START RECORDS

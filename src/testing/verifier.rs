//! Checks applied to captured traffic
//!
//! Every check consumes packets one at a time from the same capture loop.
//! `observe` either asks for another packet, finishes with a summary, or
//! fails with an [`Error::Assertion`] carrying measured and expected values.

use std::time::{Duration, Instant};

use crate::capture::CapturedPacket;
use crate::common::{Error, Result};
use crate::sut::SutConfig;

use super::config::{Check, Scenario};

/// Outcome of feeding one packet to a verifier
#[derive(Debug, Clone, PartialEq)]
pub enum Progress {
    NeedMore,
    /// The check passed; carries a short description of what was measured
    Done(String),
}

/// Symmetric tolerance band around an expected period
#[derive(Debug, Clone, Copy, PartialEq)]
pub struct Tolerance {
    pub fraction: f64,
}

impl Tolerance {
    /// Inclusive `(low, high)` bounds in milliseconds
    pub fn bounds(&self, period_ms: f64) -> (f64, f64) {
        let delta = period_ms * self.fraction;
        (period_ms - delta, period_ms + delta)
    }

    pub fn contains(&self, period_ms: f64, measured_ms: f64) -> bool {
        let (low, high) = self.bounds(period_ms);
        low <= measured_ms && measured_ms <= high
    }
}

/// Arithmetic mean of interval samples in milliseconds
pub fn mean_interval_ms(deltas: &[Duration]) -> Option<f64> {
    if deltas.is_empty() {
        return None;
    }
    let total: f64 = deltas.iter().map(|d| d.as_secs_f64() * 1000.0).sum();
    Some(total / deltas.len() as f64)
}

#[derive(Debug)]
enum Policy {
    Size {
        expected: usize,
    },
    Content {
        expected: String,
    },
    Period {
        expected_len: usize,
        period_ms: u64,
        samples: usize,
        tolerance: Tolerance,
        last_arrival: Option<Instant>,
        deltas: Vec<Duration>,
    },
}

/// Incremental verifier for one scenario
#[derive(Debug)]
pub struct Verifier {
    policy: Policy,
    observed: usize,
}

impl Verifier {
    /// Build a verifier for a check against the parameters the SUT was given
    pub fn new(check: &Check, config: &SutConfig) -> Result<Self> {
        let policy = match check {
            Check::PayloadSize => {
                if config.payload_length == 0 {
                    return Err(Error::Scenario(
                        "payload_size check needs payload_length > 0".to_string(),
                    ));
                }
                Policy::Size {
                    expected: config.payload_length,
                }
            }
            Check::PayloadContent => {
                let expected = config.payload_text().ok_or_else(|| {
                    Error::Scenario("payload_content check needs a non-empty payload".to_string())
                })?;
                Policy::Content {
                    expected: expected.to_string(),
                }
            }
            Check::SendingPeriod { samples, tolerance } => {
                let expected_len = config.expected_datagram_len().ok_or_else(|| {
                    Error::Scenario(
                        "sending_period check needs payload_length or payload".to_string(),
                    )
                })?;
                if config.sending_period_ms == 0 || *samples == 0 {
                    return Err(Error::Scenario(
                        "sending_period check needs sending_period > 0 and samples >= 1"
                            .to_string(),
                    ));
                }
                Policy::Period {
                    expected_len,
                    period_ms: config.sending_period_ms,
                    samples: *samples,
                    tolerance: Tolerance {
                        fraction: *tolerance,
                    },
                    last_arrival: None,
                    deltas: Vec::with_capacity(*samples),
                }
            }
        };

        Ok(Self {
            policy,
            observed: 0,
        })
    }

    /// Build the verifier a scenario asks for
    pub fn for_scenario(scenario: &Scenario) -> Result<Self> {
        Self::new(&scenario.expect, &scenario.connection)
    }

    /// Number of packets observed so far
    pub fn observed(&self) -> usize {
        self.observed
    }

    /// Feed the next captured packet
    pub fn observe(&mut self, packet: &CapturedPacket) -> Result<Progress> {
        self.observed += 1;

        match &mut self.policy {
            // Empty datagrams carry nothing to judge; wait for the first real one
            Policy::Size { .. } | Policy::Content { .. } if packet.bytes.is_empty() => {
                Ok(Progress::NeedMore)
            }

            Policy::Size { expected } => {
                let received = packet.bytes.len();
                if received != *expected {
                    return Err(Error::Assertion(format!(
                        "Payload size different than expected! Received={}, Expected={}",
                        received, expected
                    )));
                }
                Ok(Progress::Done(format!("payload length {}", received)))
            }

            Policy::Content { expected } => match std::str::from_utf8(&packet.bytes) {
                Ok(text) if text == expected.as_str() => {
                    Ok(Progress::Done(format!("payload '{}'", text)))
                }
                Ok(text) => Err(Error::Assertion(format!(
                    "Received payload different than expected! Received='{}', Expected='{}'",
                    text, expected
                ))),
                Err(_) => Err(Error::Assertion(format!(
                    "Received payload is not valid UTF-8! Received='{}', Expected='{}'",
                    String::from_utf8_lossy(&packet.bytes),
                    expected
                ))),
            },

            Policy::Period {
                expected_len,
                period_ms,
                samples,
                tolerance,
                last_arrival,
                deltas,
            } => {
                let received = packet.bytes.len();
                if received != *expected_len {
                    return Err(Error::Assertion(format!(
                        "Payload size different than expected while timing! Received={}, Expected={}",
                        received, expected_len
                    )));
                }

                if let Some(previous) = last_arrival.replace(packet.received_at) {
                    deltas.push(packet.received_at.saturating_duration_since(previous));
                }
                if deltas.len() < *samples {
                    return Ok(Progress::NeedMore);
                }

                // deltas is non-empty here since samples >= 1
                let mean = mean_interval_ms(deltas).unwrap_or_default();
                let expected = *period_ms as f64;
                if !tolerance.contains(expected, mean) {
                    let (low, high) = tolerance.bounds(expected);
                    return Err(Error::Assertion(format!(
                        "Sending period out of tolerance! Measured={:.3}, Expected={} (allowed {:.3}..={:.3})",
                        mean, period_ms, low, high
                    )));
                }
                Ok(Progress::Done(format!(
                    "mean interval {:.3} ms over {} samples (expected {} ms)",
                    mean,
                    deltas.len(),
                    period_ms
                )))
            }
        }
    }
}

END RECORDS

• WHAT TO PRODUCE: All of the data, from the first line to the last, should be written out exactly.

• YOUR SOLUTION:
filename src/testing/verifier.rs
//! Checks applied to captured traffic
//!
//! Every check consumes packets one at a time from the same capture loop.
//! `observe` either asks for another packet, finishes with a summary, or
//! fails with an [`Error::Assertion`] carrying measured and expected values.

use std::time::{Duration, Instant};

use crate::capture::CapturedPacket;
use crate::common::{Error, Result};
use crate::sut::SutConfig;

use super::config::{Check, Scenario};

/// Outcome of feeding one packet to a verifier
#[derive(Debug, Clone, PartialEq)]
pub enum Progress {
    NeedMore,
    /// The check passed; carries a short description of what was measured
    Done(String),
}

/// Symmetric tolerance band around an expected period
#[derive(Debug, Clone, Copy, PartialEq)]
pub struct Tolerance {
    pub fraction: f64,
}

impl Tolerance {
    /// Inclusive `(low, high)` bounds in milliseconds
    pub fn bounds(&self, period_ms: f64) -> (f64, f64) {
        let delta = period_ms * self.fraction;
        (period_ms - delta, period_ms + delta)
    }

    pub fn contains(&self, period_ms: f64, measured_ms: f64) -> bool {
        let (low, high) = self.bounds(period_ms);
        low <= measured_ms && measured_ms <= high
    }
}

/// Arithmetic mean of interval samples in milliseconds
pub fn mean_interval_ms(deltas: &[Duration]) -> Option<f64> {
    if deltas.is_empty() {
        return None;
    }
    let total: f64 = deltas.iter().map(|d| d.as_secs_f64() * 1000.0).sum();
    Some(total / deltas.len() as f64)
}

#[derive(Debug)]
enum Policy {
    Size {
        expected: usize,
    },
    Content {
        expected: String,
    },
    Period {
        expected_len: usize,
        period_ms: u64,
        samples: usize,
        tolerance: Tolerance,
        last_arrival: Option<Instant>,
        deltas: Vec<Duration>,
    },
}

/// Incremental verifier for one scenario
#[derive(Debug)]
pub struct Verifier {
    policy: Policy,
    observed: usize,
}

impl Verifier {
    /// Build a verifier for a check against the parameters the SUT was given
    pub fn new(check: &Check, config: &SutConfig) -> Result<Self> {
        let policy = match check {
            Check::PayloadSize => {
                if config.payload_length == 0 {
                    return Err(Error::Scenario(
                        "payload_size check needs payload_length > 0".to_string(),
                    ));
                }
                Policy::Size {
                    expected: config.payload_length,
                }
            }
            Check::PayloadContent => {
                let expected = config.payload_text().ok_or_else(|| {
                    Error::Scenario("payload_content check needs a non-empty payload".to_string())
                })?;
                Policy::Content {
                    expected: expected.to_string(),
                }
            }
            Check::SendingPeriod { samples, tolerance } => {
                let expected_len = config.expected_datagram_len().ok_or_else(|| {
                    Error::Scenario(
                        "sending_period check needs payload_length or payload".to_string(),
                    )
                })?;
                if config.sending_period_ms == 0 || *samples == 0 {
                    return Err(Error::Scenario(
                        "sending_period check needs sending_period > 0 and samples >= 1"
                            .to_string(),
                    ));
                }
                Policy::Period {
                    expected_len,
                    period_ms: config.sending_period_ms,
                    samples: *samples,
                    tolerance: Tolerance {
                        fraction: *tolerance,
                    },
                    last_arrival: None,
                    deltas: Vec::with_capacity(*samples),
                }
            }
        };

        Ok(Self {
            policy,
            observed: 0,
        })
    }

    /// Build the verifier a scenario asks for
    pub fn for_scenario(scenario: &Scenario) -> Result<Self> {
        Self::new(&scenario.expect, &scenario.connection)
    }

    /// Number of packets observed so far
    pub fn observed(&self) -> usize {
        self.observed
    }

    /// Feed the next captured packet
    pub fn observe(&mut self, packet: &CapturedPacket) -> Result<Progress> {
        self.observed += 1;

        match &mut self.policy {
            // Empty datagrams carry nothing to judge; wait for the first real one
            Policy::Size { .. } | Policy::Content { .. } if packet.bytes.is_empty() => {
                Ok(Progress::NeedMore)
            }

            Policy::Size { expected } => {
                let received = packet.bytes.len();
                if received != *expected {
                    return Err(Error::Assertion(format!(
                        "Payload size different than expected! Received={}, Expected={}",
                        received, expected
                    )));
                }
                Ok(Progress::Done(format!("payload length {}", received)))
            }

            Policy::Content { expected } => match std::str::from_utf8(&packet.bytes) {
                Ok(text) if text == expected.as_str() => {
                    Ok(Progress::Done(format!("payload '{}'", text)))
                }
                Ok(text) => Err(Error::Assertion(format!(
                    "Received payload different than expected! Received='{}', Expected='{}'",
                    text, expected
                ))),
                Err(_) => Err(Error::Assertion(format!(
                    "Received payload is not valid UTF-8! Received='{}', Expected='{}'",
                    String::from_utf8_lossy(&packet.bytes),
                    expected
                ))),
            },

            Policy::Period {
                expected_len,
                period_ms,
                samples,
                tolerance,
                last_arrival,
                deltas,
            } => {
                let received = packet.bytes.len();
                if received != *expected_len {
                    return Err(Error::Assertion(format!(
                        "Payload size different than expected while timing! Received={}, Expected={}",
                        received, expected_len
                    )));
                }

                if let Some(previous) = last_arrival.replace(packet.received_at) {
                    deltas.push(packet.received_at.saturating_duration_since(previous));
                }
                if deltas.len() < *samples {
                    return Ok(Progress::NeedMore);
                }

                // deltas is non-empty here since samples >= 1
                let mean = mean_interval_ms(deltas).unwrap_or_default();
                let expected = *period_ms as f64;
                if !tolerance.contains(expected, mean) {
                    let (low, high) = tolerance.bounds(expected);
                    return Err(Error::Assertion(format!(
                        "Sending period out of tolerance! Measured={:.3}, Expected={} (allowed {:.3}..={:.3})",
                        mean, period_ms, low, high
                    )));
                }
                Ok(Progress::Done(format!(
                    "mean interval {:.3} ms over {} samples (expected {} ms)",
                    mean,
                    deltas.len(),
                    period_ms
                )))
            }
        }
    }
}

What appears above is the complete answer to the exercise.